We live on a non-stationary, unreplicated planet that is rapidly moving outside the envelope of natural variability. In this world the essential ecological questions are “How are ecosystems and the services they provide going to change in the future?” and “How do human decisions affect this trajectory?” These are fundamentally questions about ecological forecasting.

There is a mismatch between most ecological forecasts, which are focused on centennial-scale climate change responses, and environmental decision-making, which tends to be focused on the near-term. In this project (Near-term Ecological Forecasting Initiative, NEFI) researchers at Boston University and the Cary Institute are working to develop an iteratively cycle between making forecasts, performing analyses, and updating predictions in light of new evidence. Research across widely disparate disciplines
has shown that this iterative process of gaining feedback, building experience, and correcting models and methods is critical for building a forecast capacity. Iterative forecasting is also a crucial part of any decision making under high uncertainty and the cornerstone of adaptive management.

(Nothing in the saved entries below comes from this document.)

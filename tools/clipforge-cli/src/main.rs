//! Clipforge CLI: caption burn-in, trimming, conversion and audio tools.
//!
//! Usage:
//!   clipforge burn <INPUT> --cues <JSON>     Burn captions into a video
//!   clipforge trim <INPUT> --start --end     Keep a time range of a video
//!   clipforge convert <INPUT> --to <EXT>     Re-encode into another container
//!   clipforge wav <INPUT>                    Decode audio into a WAV file
//!   clipforge mp3 <INPUT>                    Encode audio as MP3
//!   clipforge concat <INPUTS>...             Join audio files end to end
//!   clipforge peaks <INPUT>                  Waveform peak envelope as JSON
//!   clipforge check                          Check encoder capabilities

use std::path::PathBuf;

use clap::{Parser, Subcommand};
use clipforge_common::config::AppConfig;
use clipforge_common::error::ClipforgeError;

mod commands;

#[derive(Parser)]
#[command(
    name = "clipforge",
    about = "Caption burn-in, trimming, conversion and audio processing",
    version,
    author
)]
struct Cli {
    /// Enable verbose logging
    #[arg(short, long, global = true)]
    verbose: bool,

    /// Emit logs as JSON
    #[arg(long, global = true)]
    json_logs: bool,

    #[command(subcommand)]
    command: Commands,
}

#[derive(Subcommand)]
enum Commands {
    /// Burn captions permanently into a video
    Burn {
        /// Source video
        input: PathBuf,

        /// Cue list (JSON array of {id, startTime, endTime, text})
        #[arg(long)]
        cues: PathBuf,

        /// Caption style (JSON); defaults apply to missing fields
        #[arg(long)]
        style: Option<PathBuf>,

        /// Output file path
        #[arg(short, long)]
        output: Option<PathBuf>,

        /// Keep audio audible while rendering
        #[arg(long)]
        monitor: bool,
    },

    /// Keep only a time range of a video
    Trim {
        /// Source video
        input: PathBuf,

        /// Range start (seconds)
        #[arg(long)]
        start: f64,

        /// Range end (seconds)
        #[arg(long)]
        end: f64,

        /// Output file path
        #[arg(short, long)]
        output: Option<PathBuf>,
    },

    /// Re-encode into the container family of a file extension
    Convert {
        /// Source media
        input: PathBuf,

        /// Target extension (mp4, webm, mkv, weba, ogg, m4a, ...)
        #[arg(long)]
        to: String,

        /// Optional range start (seconds)
        #[arg(long, requires = "end")]
        start: Option<f64>,

        /// Optional range end (seconds)
        #[arg(long, requires = "start")]
        end: Option<f64>,

        /// Output file path
        #[arg(short, long)]
        output: Option<PathBuf>,
    },

    /// Decode audio into a 16-bit WAV file
    Wav {
        /// Source media
        input: PathBuf,

        /// Optional range start (seconds)
        #[arg(long, requires = "end")]
        start: Option<f64>,

        /// Optional range end (seconds)
        #[arg(long, requires = "start")]
        end: Option<f64>,

        /// Output file path
        #[arg(short, long)]
        output: Option<PathBuf>,
    },

    /// Encode audio as MP3
    Mp3 {
        /// Source media
        input: PathBuf,

        /// Bitrate in kbps (defaults to the configured audio bitrate)
        #[arg(long)]
        bitrate: Option<u32>,

        /// Output file path
        #[arg(short, long)]
        output: Option<PathBuf>,
    },

    /// Join audio files end to end into one stereo WAV
    Concat {
        /// Source files, in playback order
        #[arg(required = true)]
        inputs: Vec<PathBuf>,

        /// Output file path
        #[arg(short, long)]
        output: PathBuf,
    },

    /// Compute a waveform peak envelope
    Peaks {
        /// Source media
        input: PathBuf,

        /// Number of buckets (defaults to the configured resolution)
        #[arg(long)]
        buckets: Option<usize>,

        /// Channel index
        #[arg(long, default_value = "0")]
        channel: usize,

        /// Write JSON here instead of stdout
        #[arg(short, long)]
        output: Option<PathBuf>,
    },

    /// Check encoder capabilities
    Check,
}

#[tokio::main]
async fn main() {
    let cli = Cli::parse();
    let mut config = AppConfig::load();

    if cli.verbose {
        config.logging.level = "debug".to_string();
    }
    if cli.json_logs {
        config.logging.json = true;
    }
    clipforge_common::logging::init_logging(&config.logging);

    let defaults = config.encoding;
    let result = match cli.command {
        Commands::Burn {
            input,
            cues,
            style,
            output,
            monitor,
        } => commands::encode::burn(input, cues, style, output, monitor, &defaults).await,
        Commands::Trim {
            input,
            start,
            end,
            output,
        } => commands::encode::trim(input, start, end, output, &defaults).await,
        Commands::Convert {
            input,
            to,
            start,
            end,
            output,
        } => {
            let range = start.zip(end);
            commands::encode::convert(input, to, range, output, &defaults).await
        }
        Commands::Wav {
            input,
            start,
            end,
            output,
        } => commands::audio::wav(input, start.zip(end), output),
        Commands::Mp3 {
            input,
            bitrate,
            output,
        } => commands::audio::mp3(input, bitrate, output, &defaults),
        Commands::Concat { inputs, output } => commands::audio::concat(inputs, output, &defaults),
        Commands::Peaks {
            input,
            buckets,
            channel,
            output,
        } => commands::audio::peaks(input, buckets, channel, output, &defaults),
        Commands::Check => commands::check::run(),
    };

    if let Err(e) = result {
        match e.downcast_ref::<ClipforgeError>() {
            Some(err) => {
                tracing::error!(error = %err, "Command failed");
                eprintln!("Error: {}", err.user_message());
            }
            None => eprintln!("Error: {e:#}"),
        }
        std::process::exit(1);
    }
}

In addition to making ecology more relevant to management, near-term forecasts will routinely compare specific, quantitative predictions to new data, which is one of the strongest tests of any scientific theory. This approach will be applied to a broad spectrum of ecological variables: leaf phenology, land carbon and energy fluxes, tick-borne disease, small-mammal populations, aquatic productivity, and soil microbial diversity and function. By taking a broad, comparative approach we will address cross-cutting hypotheses about the nature of predictability in ecology and develop an overarching body of forecasting theory and methods.

 

We will be focused on four key application areas:

I. Terrestrial land surface fluxes and phenology:

Dr. Michael Dietze, Associate Professor at BU

Kathryn Wheeler, Ph.D. student at BU

II. Tick-borne disease and rodent reservoirs:

Dr. Shannon LaDeau, Disease Ecologist at Cary

Dr. Michael Dietze, Associate Professor at BU

John Foster, Ph.D. student at BU

III. Aquatic Productivity

Dr. Kathleen Weathers, Ecosystem Ecologist at Cary

IV. Soil Microbial Communities

Dr. Jennifer Talbot, Assistant Professor at BU

Dr. Colin Averill, Post-doc at BU

 

Stay tuned for more information and forecasts!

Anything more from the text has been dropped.